There are two main considerations regarding trademark licensing: (1) whether the license would be deemed “naked” and (2) whether the trademark license would effectively become a franchise.

Quality Control in Trademark Licensing

Imagine if you could pay $1,000 to get a trademark license to the COCA COLA trademark with no strings attached.  You would bottle your own concoctions and then label them COCA COLA.  You would probably sell a tremendous amount of product at first.  However, consumers would soon realize that the taste, quality and ingredients of your product are different.  Consumers would then lose faith that the bottle of COCA COLA they purchase will taste the same every time.  Thus, if a trademark is licensed without quality control over the end product, then the license is deemed “naked” and such activity constitutes grounds that the trademark has gone abandoned.  As the Ninth Circuit stated:

The licensor owes an affirmative duty to the public to assure that in the hands of his licensee the trademark continues to represent that which it purports to represent. For a licensor, through relaxation of quality control, to permit inferior products to be presented to the public under his licensed mark might well constitute a misuse of the mark. 

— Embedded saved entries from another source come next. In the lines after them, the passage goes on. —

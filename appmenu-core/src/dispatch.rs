// SPDX-License-Identifier: LGPL-3.0-only

//! Per-class dispatch table for widget lifecycle operations.
//!
//! Every class owns its own copy of the slots. A subclass copies its parent's
//! slots when it is registered and does not see later changes to the parent,
//! which is what makes propagating an interception to subclasses necessary.

use crate::error::{AppMenuError, Result};
use crate::handle::WidgetId;
use indexmap::IndexMap;
use std::collections::HashMap;
use std::fmt;
use std::rc::Rc;

/// Identity of a registered widget class.
#[derive(Debug, Clone, Copy, PartialEq, Eq, Hash, PartialOrd, Ord)]
pub struct ClassId(pub u32);

/// Lifecycle operations that can be dispatched through a [ClassTable].
#[derive(Debug, Clone, Copy, PartialEq, Eq, Hash)]
pub enum Operation {
    /// The widget acquires its drawing surface.
    Realize,
    /// The widget releases its drawing surface.
    Unrealize,
    /// The widget receives its final rectangle.
    SizeAllocate,
    /// Minimum and natural width.
    PreferredWidth,
    /// Minimum and natural height.
    PreferredHeight,
    /// Minimum and natural width for a given height.
    WidthForHeight,
    /// Minimum and natural height for a given width.
    HeightForWidth,
    /// The widget moved to another toplevel.
    HierarchyChanged,
    /// The widget is being destroyed.
    Destroy,
}

impl Operation {
    /// The four size-request operations.
    pub const MEASURE: [Operation; 4] = [
        Operation::PreferredWidth,
        Operation::PreferredHeight,
        Operation::WidthForHeight,
        Operation::HeightForWidth,
    ];
}

/// Axis of a size request.
#[derive(Debug, Clone, Copy, PartialEq, Eq)]
pub enum Orientation {
    /// Width.
    Horizontal,
    /// Height.
    Vertical,
}

/// A widget rectangle in its parent's coordinates.
#[derive(Debug, Clone, Copy, PartialEq, Eq, Default)]
pub struct Allocation {
    /// Left edge.
    pub x: i32,
    /// Top edge.
    pub y: i32,
    /// Width.
    pub width: i32,
    /// Height.
    pub height: i32,
}

impl Allocation {
    /// The empty rectangle at the origin.
    pub const ZERO: Allocation = Allocation {
        x: 0,
        y: 0,
        width: 0,
        height: 0,
    };

    /// Create a rectangle.
    pub const fn new(x: i32, y: i32, width: i32, height: i32) -> Self {
        Self {
            x,
            y,
            width,
            height,
        }
    }
}

/// Result slots of a size request.
#[derive(Debug, Clone, Copy, PartialEq, Eq)]
pub struct Measure {
    /// Requested axis.
    pub orientation: Orientation,
    /// Size along the other axis, for the height-for-width variants.
    pub for_size: Option<i32>,
    /// Minimum size, filled in by the handler.
    pub minimum: i32,
    /// Natural size, filled in by the handler.
    pub natural: i32,
}

impl Measure {
    /// Create an unanswered request.
    pub fn new(orientation: Orientation, for_size: Option<i32>) -> Self {
        Self {
            orientation,
            for_size,
            minimum: 0,
            natural: 0,
        }
    }

    /// The operation answering this request.
    pub fn operation(&self) -> Operation {
        match (self.orientation, self.for_size) {
            (Orientation::Horizontal, None) => Operation::PreferredWidth,
            (Orientation::Vertical, None) => Operation::PreferredHeight,
            (Orientation::Horizontal, Some(_)) => Operation::WidthForHeight,
            (Orientation::Vertical, Some(_)) => Operation::HeightForWidth,
        }
    }
}

/// Arguments and results of one dispatched operation.
#[derive(Debug, Clone, Copy, PartialEq, Eq)]
pub enum Call {
    /// See [Operation::Realize].
    Realize,
    /// See [Operation::Unrealize].
    Unrealize,
    /// See [Operation::SizeAllocate].
    SizeAllocate(Allocation),
    /// One of the [Operation::MEASURE] operations.
    Measure(Measure),
    /// See [Operation::HierarchyChanged].
    HierarchyChanged,
    /// See [Operation::Destroy].
    Destroy,
}

impl Call {
    /// The slot this call is dispatched through.
    pub fn operation(&self) -> Operation {
        match self {
            Call::Realize => Operation::Realize,
            Call::Unrealize => Operation::Unrealize,
            Call::SizeAllocate(_) => Operation::SizeAllocate,
            Call::Measure(measure) => measure.operation(),
            Call::HierarchyChanged => Operation::HierarchyChanged,
            Call::Destroy => Operation::Destroy,
        }
    }
}

/// Implementation stored in a slot.
pub type Handler = Rc<dyn Fn(WidgetId, &mut Call)>;

/// Check whether two optional slots hold the same implementation.
///
/// Two empty slots are considered equal.
pub fn same_handler(a: Option<&Handler>, b: Option<&Handler>) -> bool {
    match (a, b) {
        (None, None) => true,
        (Some(a), Some(b)) => std::ptr::addr_eq(Rc::as_ptr(a), Rc::as_ptr(b)),
        _ => false,
    }
}

struct ClassEntry {
    name: String,
    parent: Option<ClassId>,
    children: Vec<ClassId>,
    slots: HashMap<Operation, Handler>,
}

/// Registered widget classes and their slots.
#[derive(Default)]
pub struct ClassTable {
    classes: IndexMap<String, ClassEntry>,
    intercepted: bool,
}

impl ClassTable {
    /// Create an empty table.
    pub fn new() -> Self {
        Self::default()
    }

    fn entry(&self, class: ClassId) -> Option<&ClassEntry> {
        self.classes.get_index(class.0 as usize).map(|(_, e)| e)
    }

    fn entry_mut(&mut self, class: ClassId) -> Option<&mut ClassEntry> {
        self.classes.get_index_mut(class.0 as usize).map(|(_, e)| e)
    }

    /// Register a class, copying the current slots of its parent.
    ///
    /// Registering an existing name returns the existing class.
    pub fn register_class(&mut self, name: &str, parent: Option<ClassId>) -> Result<ClassId> {
        if let Some(index) = self.classes.get_index_of(name) {
            return Ok(ClassId(index as u32));
        }
        let slots = match parent {
            Some(parent) => self
                .entry(parent)
                .map(|p| p.slots.clone())
                .ok_or_else(|| AppMenuError::UnknownClass(format!("parent of {}", name)))?,
            None => HashMap::new(),
        };
        let id = ClassId(self.classes.len() as u32);
        self.classes.insert(
            name.to_string(),
            ClassEntry {
                name: name.to_string(),
                parent,
                children: Vec::new(),
                slots,
            },
        );
        if let Some(parent) = parent.and_then(|p| self.entry_mut(p)) {
            parent.children.push(id);
        }
        Ok(id)
    }

    /// Find a class by name.
    pub fn find(&self, name: &str) -> Option<ClassId> {
        self.classes.get_index_of(name).map(|i| ClassId(i as u32))
    }

    /// Find a class by name or fail with [AppMenuError::UnknownClass].
    pub fn require(&self, name: &str) -> Result<ClassId> {
        self.find(name)
            .ok_or_else(|| AppMenuError::UnknownClass(name.to_string()))
    }

    /// Name of a class.
    pub fn name(&self, class: ClassId) -> Option<&str> {
        self.entry(class).map(|e| e.name.as_str())
    }

    /// Parent of a class.
    pub fn parent(&self, class: ClassId) -> Option<ClassId> {
        self.entry(class).and_then(|e| e.parent)
    }

    /// Whether `class` is `ancestor` or derives from it.
    pub fn is_a(&self, class: ClassId, ancestor: ClassId) -> bool {
        let mut current = Some(class);
        while let Some(c) = current {
            if c == ancestor {
                return true;
            }
            current = self.parent(c);
        }
        false
    }

    /// All classes derived from `class`, depth first, in registration order.
    pub fn descendants(&self, class: ClassId) -> Vec<ClassId> {
        let mut out = Vec::new();
        let mut stack: Vec<ClassId> = match self.entry(class) {
            Some(entry) => entry.children.iter().rev().copied().collect(),
            None => return out,
        };
        while let Some(next) = stack.pop() {
            out.push(next);
            if let Some(entry) = self.entry(next) {
                stack.extend(entry.children.iter().rev().copied());
            }
        }
        out
    }

    /// Current implementation of an operation on a class.
    pub fn slot(&self, class: ClassId, op: Operation) -> Option<Handler> {
        self.entry(class).and_then(|e| e.slots.get(&op).cloned())
    }

    /// Store an implementation on `class` only, or empty the slot.
    pub fn set_slot(&mut self, class: ClassId, op: Operation, handler: Option<Handler>) {
        let Some(entry) = self.entry_mut(class) else {
            log::error!("Cannot set {:?} on unregistered class {:?}", op, class);
            return;
        };
        match handler {
            Some(handler) => {
                entry.slots.insert(op, handler);
            },
            None => {
                entry.slots.remove(&op);
            },
        }
    }

    /// Dispatch `call` on `widget` through the slot of `class`.
    ///
    /// Returns `false` if the slot is empty.
    pub fn invoke(&self, class: ClassId, widget: WidgetId, call: &mut Call) -> bool {
        match self.slot(class, call.operation()) {
            Some(handler) => {
                handler(widget, call);
                true
            },
            None => false,
        }
    }

    pub(crate) fn is_intercepted(&self) -> bool {
        self.intercepted
    }

    pub(crate) fn mark_intercepted(&mut self) {
        self.intercepted = true;
    }
}

impl fmt::Debug for ClassTable {
    fn fmt(&self, f: &mut fmt::Formatter<'_>) -> fmt::Result {
        f.debug_struct("ClassTable")
            .field("classes", &self.classes.keys().collect::<Vec<_>>())
            .field("intercepted", &self.intercepted)
            .finish()
    }
}

#[cfg(test)]
mod tests {
    use super::*;
    use std::cell::Cell;

    fn counting(counter: Rc<Cell<u32>>) -> Handler {
        Rc::new(move |_: WidgetId, _: &mut Call| counter.set(counter.get() + 1))
    }

    #[test]
    fn test_subclass_copies_slots_at_registration() {
        let mut table = ClassTable::new();
        let hits = Rc::new(Cell::new(0));
        let base = table.register_class("Widget", None).unwrap();
        table.set_slot(base, Operation::Realize, Some(counting(hits.clone())));
        let child = table.register_class("Window", Some(base)).unwrap();

        assert!(same_handler(
            table.slot(base, Operation::Realize).as_ref(),
            table.slot(child, Operation::Realize).as_ref()
        ));

        // Later changes on the parent are not seen by the child.
        table.set_slot(base, Operation::Realize, None);
        assert!(table.invoke(child, WidgetId(1), &mut Call::Realize));
        assert!(!table.invoke(base, WidgetId(1), &mut Call::Realize));
        assert_eq!(hits.get(), 1);
    }

    #[test]
    fn test_descendants_are_depth_first() {
        let mut table = ClassTable::new();
        let a = table.register_class("A", None).unwrap();
        let b = table.register_class("B", Some(a)).unwrap();
        let c = table.register_class("C", Some(a)).unwrap();
        let d = table.register_class("D", Some(b)).unwrap();
        assert_eq!(table.descendants(a), vec![b, d, c]);
        assert!(table.is_a(d, a));
        assert!(!table.is_a(c, b));
    }

    #[test]
    fn test_register_is_idempotent_and_checks_parent() {
        let mut table = ClassTable::new();
        let a = table.register_class("A", None).unwrap();
        assert_eq!(table.register_class("A", None).unwrap(), a);
        assert!(matches!(
            table.register_class("B", Some(ClassId(42))),
            Err(AppMenuError::UnknownClass(_))
        ));
        assert!(table.require("B").is_err());
    }

    #[test]
    fn test_measure_operation() {
        assert_eq!(
            Call::Measure(Measure::new(Orientation::Vertical, Some(10))).operation(),
            Operation::HeightForWidth
        );
        assert_eq!(
            Call::Measure(Measure::new(Orientation::Horizontal, None)).operation(),
            Operation::PreferredWidth
        );
    }
}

Siegel v. Chicken Delight, Inc., 448 F.2d 43, 171 U.S.P.Q. 269 (9th Cir. 1971), cert. denied, 405 U.S. 955, 31 L. Ed. 2d 232, 92 S. Ct. 1173, 172 U.S.P.Q. 577 (1972).
Trademark licensor quality control of a product
A trademark license must account for periodic oversight by the licensor to monitor the quality and consistency of the products licensee sells under the trademark.

Is the Trademark License a Franchise?

The three elements of a franchise are: (1) initial fee in excess of $500.00; (2) licensing of a trademark; and (3) providing substantial assistance or control. Because the courts have overwhelmingly required a trademark licensor to exercise quality control over the licensee’s products, two of the three elements of a franchise are already met.

Virtually all trademark licenses initially contemplate an up-front license fee in excess of $500. Therefore, the question to ask is whether your trademark license is, in reality, a franchise.